In April 2014 P took an overdose of heroin, as a result of which she suffered cardiorespiratory arrest and a severe hypoxic brain injury. An initial diagnosis of a vegetative state was made and, at a best interests meeting in June 2014, the prospects of improvement in P’s condition were considered to be poor.
Prior to the overdose, P had been involved in the decision to terminate a previous partner’s life support, and this had affected her and had caused her to comment to her family that she did not want to be left in the condition she was now in if anything happened to her, and P’s mother indicated this at one of the best interests meetings in June 2014.
P was discharged to a nursing home in August 2014 after her initial treatment at hospital and the CCG continued to fund P’s care there. P’s eldest daughter and her mother were recalled by staff at the nursing home to have said that P would not want to be in the situation she was now in. The nursing home was committed to rehabilitation work with those who suffer from neurological impairment and a number of staff there had made it clear that they had a strong ‘pro-life’ ethos in the context of the proceedings.
P was initially fed by way of a PEG tube and then more recently by a nasogastric tube and she was completely immobile.
There was a period of around 18 months or so where P’s family had not observed her make any meaningful responses to stimuli which therefore suggested that P was now functioning at the vegetative, rather than the minimally conscious, level and, according to Dr H who regularly reviewed P, he had noted that P’s family were very clear in that P would not want to live like this and that they would wish to explore the process of applying to the Court for withdrawal of feeding.

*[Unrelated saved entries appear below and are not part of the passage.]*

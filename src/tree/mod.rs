// SPDX-License-Identifier: MIT
// SPDX-FileCopyrightText: 2025 Jonathan D. A. Jewell <hyperpolymath>

//! Category tree
//!
//! A tree is an ordered map whose values are either nested maps (branches)
//! or lists of leaf entries. On disk a leaf without change status is a
//! plain JSON array; a leaf carrying status becomes
//! `{"entries": [...], "status": ["UPDATED"]}`.

pub mod builder;
pub mod sort;
pub mod status;
pub mod transform;

use indexmap::IndexMap;
use serde::{Deserialize, Deserializer, Serialize, Serializer};
use std::path::Path;

use crate::manifest::{stem_key, ChangeStatus};
use crate::{OrganizerError, Result};

/// One audio file at some pipeline stage
#[derive(Debug, Clone, PartialEq, Eq, Serialize, Deserialize)]
#[serde(untagged)]
pub enum LeafEntry {
    /// Relative path, as written by the organizer
    Path(String),
    /// Enriched by the metadata and transcription passes
    Record(LeafRecord),
}

#[derive(Debug, Clone, PartialEq, Eq, Serialize, Deserialize)]
pub struct LeafRecord {
    pub filename: String,
    #[serde(default, skip_serializing_if = "Option::is_none")]
    pub date: Option<String>,
    #[serde(default, skip_serializing_if = "Option::is_none")]
    pub voiceline_id: Option<String>,
    #[serde(default, skip_serializing_if = "Option::is_none")]
    pub transcription: Option<String>,
}

impl LeafRecord {
    pub fn new(filename: impl Into<String>) -> Self {
        Self {
            filename: filename.into(),
            date: None,
            voiceline_id: None,
            transcription: None,
        }
    }
}

impl LeafEntry {
    /// Path or filename identifying the entry
    pub fn identifier(&self) -> &str {
        match self {
            Self::Path(path) => path,
            Self::Record(record) => &record.filename,
        }
    }

    /// Final path component
    pub fn file_name(&self) -> &str {
        let id = self.identifier();
        id.rsplit(|c| c == '/' || c == '\\').next().unwrap_or(id)
    }

    /// Lowercase file name up to its first dot
    pub fn stem_key(&self) -> String {
        stem_key(self.identifier())
    }

    pub fn as_record(&self) -> Option<&LeafRecord> {
        match self {
            Self::Record(record) => Some(record),
            Self::Path(_) => None,
        }
    }
}

/// Leaf list plus the change statuses observed for its files
#[derive(Debug, Clone, Default, PartialEq, Eq)]
pub struct LeafGroup {
    pub entries: Vec<LeafEntry>,
    /// Unique, in first-seen order
    pub status: Vec<ChangeStatus>,
}

impl LeafGroup {
    pub fn new(entries: Vec<LeafEntry>) -> Self {
        Self {
            entries,
            status: Vec::new(),
        }
    }

    /// Record a status once
    pub fn add_status(&mut self, status: ChangeStatus) -> bool {
        if self.status.contains(&status) {
            return false;
        }
        self.status.push(status);
        true
    }
}

#[derive(Serialize)]
struct GroupOut<'a> {
    entries: &'a [LeafEntry],
    status: &'a [ChangeStatus],
}

#[derive(Deserialize)]
#[serde(deny_unknown_fields)]
struct GroupIn {
    entries: Vec<LeafEntry>,
    #[serde(default)]
    status: Vec<ChangeStatus>,
}

impl Serialize for LeafGroup {
    fn serialize<S: Serializer>(&self, serializer: S) -> std::result::Result<S::Ok, S::Error> {
        if self.status.is_empty() {
            self.entries.serialize(serializer)
        } else {
            GroupOut {
                entries: &self.entries,
                status: &self.status,
            }
            .serialize(serializer)
        }
    }
}

/// A tree value: nested categories or a leaf list
#[derive(Debug, Clone, PartialEq, Eq)]
pub enum TreeNode {
    Branch(IndexMap<String, TreeNode>),
    Leaf(LeafGroup),
}

#[derive(Deserialize)]
#[serde(untagged)]
enum NodeIn {
    List(Vec<LeafEntry>),
    Group(GroupIn),
    Branch(IndexMap<String, TreeNode>),
}

impl Serialize for TreeNode {
    fn serialize<S: Serializer>(&self, serializer: S) -> std::result::Result<S::Ok, S::Error> {
        match self {
            Self::Branch(children) => children.serialize(serializer),
            Self::Leaf(group) => group.serialize(serializer),
        }
    }
}

impl<'de> Deserialize<'de> for TreeNode {
    fn deserialize<D: Deserializer<'de>>(deserializer: D) -> std::result::Result<Self, D::Error> {
        Ok(match NodeIn::deserialize(deserializer)? {
            NodeIn::List(entries) => Self::Leaf(LeafGroup::new(entries)),
            NodeIn::Group(group) => Self::Leaf(LeafGroup {
                entries: group.entries,
                status: group.status,
            }),
            NodeIn::Branch(children) => Self::Branch(children),
        })
    }
}

impl TreeNode {
    pub fn branch() -> Self {
        Self::Branch(IndexMap::new())
    }

    pub fn leaf() -> Self {
        Self::Leaf(LeafGroup::default())
    }

    pub fn is_leaf(&self) -> bool {
        matches!(self, Self::Leaf(_))
    }

    /// Number of leaf entries below this node
    pub fn leaf_count(&self) -> usize {
        match self {
            Self::Leaf(group) => group.entries.len(),
            Self::Branch(children) => children.values().map(TreeNode::leaf_count).sum(),
        }
    }
}

/// Root of a category tree: speaker -> subject -> topic ...
#[derive(Debug, Clone, Default, PartialEq, Eq, Serialize, Deserialize)]
#[serde(transparent)]
pub struct CategoryTree {
    root: IndexMap<String, TreeNode>,
}

impl CategoryTree {
    pub fn new() -> Self {
        Self::default()
    }

    pub fn from_root(root: IndexMap<String, TreeNode>) -> Self {
        Self { root }
    }

    pub fn root(&self) -> &IndexMap<String, TreeNode> {
        &self.root
    }

    pub fn root_mut(&mut self) -> &mut IndexMap<String, TreeNode> {
        &mut self.root
    }

    pub fn into_root(self) -> IndexMap<String, TreeNode> {
        self.root
    }

    pub fn is_empty(&self) -> bool {
        self.root.is_empty()
    }

    pub fn leaf_count(&self) -> usize {
        self.root.values().map(TreeNode::leaf_count).sum()
    }

    /// Read a tree written by any pipeline stage
    pub fn load(path: &Path) -> Result<Self> {
        let content = std::fs::read_to_string(path).map_err(|e| OrganizerError::io(path, e))?;
        serde_json::from_str(&content).map_err(|e| {
            OrganizerError::Config(format!("Failed to parse tree {}: {}", path.display(), e))
        })
    }

    /// Write the tree as pretty-printed JSON, creating parent directories
    pub fn save(&self, path: &Path) -> Result<()> {
        if let Some(parent) = path.parent().filter(|p| !p.as_os_str().is_empty()) {
            std::fs::create_dir_all(parent).map_err(|e| OrganizerError::io(parent, e))?;
        }
        let content = serde_json::to_string_pretty(self)?;
        std::fs::write(path, content).map_err(|e| OrganizerError::io(path, e))?;
        Ok(())
    }
}
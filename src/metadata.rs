// SPDX-License-Identifier: MIT
// SPDX-FileCopyrightText: 2025 Jonathan D. A. Jewell <hyperpolymath>

//! Stage-two pass: file dates and the flat copy folder
//!
//! Every leaf path becomes `{filename, date}`. The date is the file's
//! creation time, or its modification time where the platform has no
//! creation time. Entries whose file cannot be found keep their previous
//! form.
//!
//! `filename` stays relative to the source folder, so a later pass can find
//! the file again. When files are copied into a flat folder, entries whose
//! copy succeeded are renamed to their bare file name, which is relative to
//! that folder instead.

use chrono::{DateTime, Local};
use serde::Serialize;
use std::collections::{HashMap, HashSet};
use std::path::{Path, PathBuf};
use tracing::{debug, info, warn};

use crate::tree::transform::{flatten, transform};
use crate::tree::{CategoryTree, LeafEntry, LeafRecord};
use crate::{OrganizerError, Result};

#[derive(Debug, Clone)]
pub struct MetadataOptions {
    /// Folder that leaf paths are relative to
    pub source: PathBuf,
    /// Copy each referenced file here once, by filename
    pub copy_to: Option<PathBuf>,
}

#[derive(Debug, Clone, Default, PartialEq, Eq, Serialize)]
pub struct MetadataReport {
    pub entries: usize,
    pub dated: usize,
    pub copied: usize,
    pub copy_failures: usize,
    /// Leaf identifiers whose file was not found
    pub missing: Vec<String>,
}

/// `YYYY-MM-DD` of the file's creation (else modification) time
pub fn file_date(path: &Path) -> Option<String> {
    let meta = std::fs::metadata(path).ok()?;
    let time = meta.created().or_else(|_| meta.modified()).ok()?;
    let local: DateTime<Local> = time.into();
    Some(local.format("%Y-%m-%d").to_string())
}

/// `<dir>/<stem>_flat.<ext>` next to the input tree
pub fn default_output_path(input: &Path) -> PathBuf {
    let stem = input.file_stem().and_then(|s| s.to_str()).unwrap_or("tree");
    let name = match input.extension().and_then(|e| e.to_str()) {
        Some(ext) => format!("{}_flat.{}", stem, ext),
        None => format!("{}_flat", stem),
    };
    input.with_file_name(name)
}

/// Attach dates to every leaf, copying files when requested
pub fn attach_metadata(tree: CategoryTree, options: &MetadataOptions) -> Result<(CategoryTree, MetadataReport)> {
    if let Some(dest) = &options.copy_to {
        std::fs::create_dir_all(dest).map_err(|e| OrganizerError::io(dest, e))?;
    }

    let mut report = MetadataReport::default();
    let mut dates: HashMap<String, String> = HashMap::new();
    let mut missing: HashSet<String> = HashSet::new();
    let mut copied: HashSet<String> = HashSet::new();

    for entry in flatten(&tree) {
        report.entries += 1;
        let id = entry.identifier();
        if dates.contains_key(id) || missing.contains(id) {
            continue;
        }

        let source = options.source.join(id);
        let Some(date) = file_date(&source) else {
            debug!("No metadata for {:?}", source);
            missing.insert(id.to_string());
            report.missing.push(id.to_string());
            continue;
        };
        dates.insert(id.to_string(), date);

        if let Some(dest) = &options.copy_to {
            let name = entry.file_name();
            if copied.contains(name) {
                continue;
            }
            match std::fs::copy(&source, dest.join(name)) {
                Ok(_) => {
                    copied.insert(name.to_string());
                    debug!("Copied: {}", name);
                }
                Err(e) => {
                    warn!("Error copying {}: {}", name, e);
                    report.copy_failures += 1;
                }
            }
        }
    }
    report.copied = copied.len();

    let tree = transform(tree, |entry| match dates.get(entry.identifier()) {
        Some(date) => {
            let flat = options.copy_to.is_some() && copied.contains(entry.file_name());
            with_date(entry, date, flat)
        }
        None => entry,
    });
    report.dated = flatten(&tree)
        .iter()
        .filter(|e| e.as_record().is_some_and(|r| r.date.is_some()))
        .count();

    info!(
        "Metadata attached: {} entries, {} dated, {} missing, {} files copied",
        report.entries,
        report.dated,
        report.missing.len(),
        report.copied
    );
    Ok((tree, report))
}

fn with_date(entry: LeafEntry, date: &str, flat: bool) -> LeafEntry {
    let filename = (if flat { entry.file_name() } else { entry.identifier() }).to_string();
    let mut record = match entry {
        LeafEntry::Path(_) => LeafRecord::new(filename),
        LeafEntry::Record(mut record) => {
            record.filename = filename;
            record
        }
    };
    record.date = Some(date.to_string());
    LeafEntry::Record(record)
}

However, the assessment of staff at the nursing home was more optimistic and, from descriptions from the staff working closely with P, Dr H noted that P had shown some responses which were not compatible with the diagnosis of vegetative state, therefore giving P a diagnosis of minimally conscious state. However, it was thought by Dr H that it was difficult to judge whether the responses were reflex actions, and P was vulnerable to fitting, chest infections and future health complications. Dr H considered that P would not improve cognitively. P’s eldest daughter also told Dr H, at a best interests meeting in October 2017, by reference to her former partner, that P had told her that “… nobody should be left to live like that.” P’s treating clinicians took a neutral stance.
The CCG brought the application as all parties to the proceedings were all in agreement that P lacked capacity and that CANH should be withdrawn, but the staff caring for P at the nursing home had expressed contrary views and P’s treating clinicians had taken a neutral position. Therefore, the Court was asked to consider whether P lacked the capacity to make decisions regarding CANH and the Court concluded this, whether the Court should consent on P’s behalf to the withdrawal of that treatment, a step that would result in her death.
Mr. Justice MacDonald granted the application after having given anxious consideration to the matter. He was satisfied that it was in P’s best interests to consent on her behalf to the withdrawal of that treatment, a step that he acknowledged would result in her death. He was also satisfied that, before the overdose, on the balance of probabilities, P had expressed a clear and firmly held view that she would not want to be kept alive in circumstances in which she now found herself.
The full judgment can be read here.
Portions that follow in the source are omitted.